## RECORDS FOR PROCESSING
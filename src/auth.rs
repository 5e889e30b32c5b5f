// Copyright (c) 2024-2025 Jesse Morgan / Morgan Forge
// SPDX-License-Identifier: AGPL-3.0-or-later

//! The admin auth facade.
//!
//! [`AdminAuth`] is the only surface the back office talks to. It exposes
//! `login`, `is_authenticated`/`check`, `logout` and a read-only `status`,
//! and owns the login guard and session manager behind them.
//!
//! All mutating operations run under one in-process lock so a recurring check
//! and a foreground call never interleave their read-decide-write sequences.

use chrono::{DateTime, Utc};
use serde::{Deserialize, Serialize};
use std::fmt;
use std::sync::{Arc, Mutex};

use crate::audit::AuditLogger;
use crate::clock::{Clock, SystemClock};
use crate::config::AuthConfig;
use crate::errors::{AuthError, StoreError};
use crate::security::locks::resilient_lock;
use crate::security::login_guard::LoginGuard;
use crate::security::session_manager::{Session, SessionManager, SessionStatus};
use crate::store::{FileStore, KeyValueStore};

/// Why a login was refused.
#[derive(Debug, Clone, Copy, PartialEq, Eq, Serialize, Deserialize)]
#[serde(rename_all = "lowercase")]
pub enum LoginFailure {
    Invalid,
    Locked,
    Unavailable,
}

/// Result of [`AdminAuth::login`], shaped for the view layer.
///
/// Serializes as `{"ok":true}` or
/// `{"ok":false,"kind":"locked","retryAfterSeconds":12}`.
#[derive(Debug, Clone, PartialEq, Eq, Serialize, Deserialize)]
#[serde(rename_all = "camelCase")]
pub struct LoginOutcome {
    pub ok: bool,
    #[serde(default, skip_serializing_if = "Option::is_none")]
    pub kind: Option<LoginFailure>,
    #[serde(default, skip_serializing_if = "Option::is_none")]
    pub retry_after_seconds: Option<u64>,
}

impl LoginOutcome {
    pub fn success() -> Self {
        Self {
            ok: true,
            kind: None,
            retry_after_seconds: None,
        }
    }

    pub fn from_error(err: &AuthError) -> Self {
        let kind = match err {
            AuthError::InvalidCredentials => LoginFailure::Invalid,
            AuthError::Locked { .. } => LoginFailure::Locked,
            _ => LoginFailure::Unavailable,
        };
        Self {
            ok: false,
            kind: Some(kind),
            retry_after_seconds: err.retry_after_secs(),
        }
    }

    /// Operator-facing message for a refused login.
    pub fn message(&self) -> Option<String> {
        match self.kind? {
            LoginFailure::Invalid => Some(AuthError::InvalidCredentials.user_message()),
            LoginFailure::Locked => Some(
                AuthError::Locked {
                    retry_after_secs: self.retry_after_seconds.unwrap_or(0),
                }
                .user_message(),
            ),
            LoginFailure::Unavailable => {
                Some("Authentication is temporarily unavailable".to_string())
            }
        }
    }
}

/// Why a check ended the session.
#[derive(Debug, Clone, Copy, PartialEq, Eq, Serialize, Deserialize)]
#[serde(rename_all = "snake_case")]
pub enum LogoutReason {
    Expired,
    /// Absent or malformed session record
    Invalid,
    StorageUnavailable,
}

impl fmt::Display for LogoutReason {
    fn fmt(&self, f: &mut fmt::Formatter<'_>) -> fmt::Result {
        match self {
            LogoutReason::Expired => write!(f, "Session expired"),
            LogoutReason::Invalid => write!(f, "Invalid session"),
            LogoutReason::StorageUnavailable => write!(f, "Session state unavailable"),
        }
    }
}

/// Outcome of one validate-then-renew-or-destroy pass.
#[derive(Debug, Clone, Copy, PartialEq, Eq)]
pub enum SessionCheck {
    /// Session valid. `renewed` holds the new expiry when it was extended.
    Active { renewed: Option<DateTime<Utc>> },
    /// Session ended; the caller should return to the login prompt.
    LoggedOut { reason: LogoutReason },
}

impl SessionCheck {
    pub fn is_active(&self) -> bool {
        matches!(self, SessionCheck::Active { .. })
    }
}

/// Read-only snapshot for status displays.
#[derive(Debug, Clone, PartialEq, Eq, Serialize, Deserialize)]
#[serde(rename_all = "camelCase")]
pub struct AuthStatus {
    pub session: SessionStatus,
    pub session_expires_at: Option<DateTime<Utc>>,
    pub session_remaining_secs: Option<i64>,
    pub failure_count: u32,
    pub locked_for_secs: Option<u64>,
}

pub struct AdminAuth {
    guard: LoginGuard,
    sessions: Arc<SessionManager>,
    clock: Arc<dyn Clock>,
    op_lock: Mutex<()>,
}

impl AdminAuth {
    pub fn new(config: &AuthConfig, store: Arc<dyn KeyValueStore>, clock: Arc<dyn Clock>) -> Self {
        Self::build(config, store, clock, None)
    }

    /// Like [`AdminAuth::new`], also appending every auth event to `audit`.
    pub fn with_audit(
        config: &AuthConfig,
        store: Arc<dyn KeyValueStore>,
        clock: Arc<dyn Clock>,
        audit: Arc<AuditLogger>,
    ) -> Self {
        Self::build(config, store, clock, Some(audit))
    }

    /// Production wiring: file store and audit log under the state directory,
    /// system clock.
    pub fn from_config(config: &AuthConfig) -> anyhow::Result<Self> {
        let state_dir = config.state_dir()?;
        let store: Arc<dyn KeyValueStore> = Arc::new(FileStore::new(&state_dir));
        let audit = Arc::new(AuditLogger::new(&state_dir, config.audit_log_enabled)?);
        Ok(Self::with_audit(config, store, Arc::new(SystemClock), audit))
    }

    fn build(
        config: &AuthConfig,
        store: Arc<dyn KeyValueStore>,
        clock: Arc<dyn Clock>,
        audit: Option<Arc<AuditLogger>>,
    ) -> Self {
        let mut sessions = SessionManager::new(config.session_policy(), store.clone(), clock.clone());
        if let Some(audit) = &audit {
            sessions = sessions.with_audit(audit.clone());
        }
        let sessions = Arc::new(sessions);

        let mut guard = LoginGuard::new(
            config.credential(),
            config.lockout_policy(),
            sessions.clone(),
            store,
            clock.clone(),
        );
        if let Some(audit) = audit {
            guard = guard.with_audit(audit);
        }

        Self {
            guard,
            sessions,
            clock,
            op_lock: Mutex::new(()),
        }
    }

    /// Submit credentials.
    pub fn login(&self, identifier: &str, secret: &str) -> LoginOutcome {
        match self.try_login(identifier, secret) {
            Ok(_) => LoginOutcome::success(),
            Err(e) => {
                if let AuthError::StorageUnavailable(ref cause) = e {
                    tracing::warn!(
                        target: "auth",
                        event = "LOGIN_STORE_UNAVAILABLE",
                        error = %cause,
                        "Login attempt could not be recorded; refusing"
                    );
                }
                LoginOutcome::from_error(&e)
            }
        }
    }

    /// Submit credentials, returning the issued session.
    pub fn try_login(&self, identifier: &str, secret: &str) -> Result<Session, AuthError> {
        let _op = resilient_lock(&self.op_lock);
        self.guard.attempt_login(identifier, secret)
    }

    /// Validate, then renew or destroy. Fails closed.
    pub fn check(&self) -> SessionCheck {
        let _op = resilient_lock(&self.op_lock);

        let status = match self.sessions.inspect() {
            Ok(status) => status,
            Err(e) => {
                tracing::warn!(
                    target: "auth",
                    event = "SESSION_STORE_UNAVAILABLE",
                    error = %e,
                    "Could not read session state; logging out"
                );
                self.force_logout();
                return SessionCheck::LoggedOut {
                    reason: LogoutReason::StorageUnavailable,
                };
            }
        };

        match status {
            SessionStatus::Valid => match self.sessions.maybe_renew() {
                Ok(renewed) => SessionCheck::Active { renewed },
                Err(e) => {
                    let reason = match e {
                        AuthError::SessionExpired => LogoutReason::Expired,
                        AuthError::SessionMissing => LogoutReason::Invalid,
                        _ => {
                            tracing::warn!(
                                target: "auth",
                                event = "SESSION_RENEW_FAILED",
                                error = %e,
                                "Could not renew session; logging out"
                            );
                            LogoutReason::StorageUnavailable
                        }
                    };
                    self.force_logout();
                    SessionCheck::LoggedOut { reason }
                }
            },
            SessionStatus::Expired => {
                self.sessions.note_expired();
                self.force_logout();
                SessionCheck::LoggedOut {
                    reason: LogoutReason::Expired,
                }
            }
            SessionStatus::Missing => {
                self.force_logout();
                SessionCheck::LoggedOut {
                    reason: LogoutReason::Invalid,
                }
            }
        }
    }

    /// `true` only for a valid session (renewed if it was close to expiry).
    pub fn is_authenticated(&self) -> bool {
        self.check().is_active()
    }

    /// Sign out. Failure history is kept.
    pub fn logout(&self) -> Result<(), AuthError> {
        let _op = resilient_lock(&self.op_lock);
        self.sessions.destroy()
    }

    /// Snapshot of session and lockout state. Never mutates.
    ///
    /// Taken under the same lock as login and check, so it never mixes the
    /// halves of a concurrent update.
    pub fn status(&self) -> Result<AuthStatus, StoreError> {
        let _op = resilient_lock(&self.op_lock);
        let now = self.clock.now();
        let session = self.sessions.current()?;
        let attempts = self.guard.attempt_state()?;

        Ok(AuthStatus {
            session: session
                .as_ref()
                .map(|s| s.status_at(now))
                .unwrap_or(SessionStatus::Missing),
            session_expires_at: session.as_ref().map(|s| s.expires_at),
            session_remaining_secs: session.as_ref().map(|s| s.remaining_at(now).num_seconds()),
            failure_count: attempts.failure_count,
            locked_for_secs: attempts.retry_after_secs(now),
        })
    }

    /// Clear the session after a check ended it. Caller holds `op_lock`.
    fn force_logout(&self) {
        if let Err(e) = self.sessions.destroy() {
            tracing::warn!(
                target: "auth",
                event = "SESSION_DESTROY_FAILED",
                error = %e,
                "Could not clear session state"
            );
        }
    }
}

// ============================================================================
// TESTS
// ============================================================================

## THE PROBLEM
Your answer should be one number, the count of lines above that hold "expiry".

## RESULT OF THIS EXERCISE
2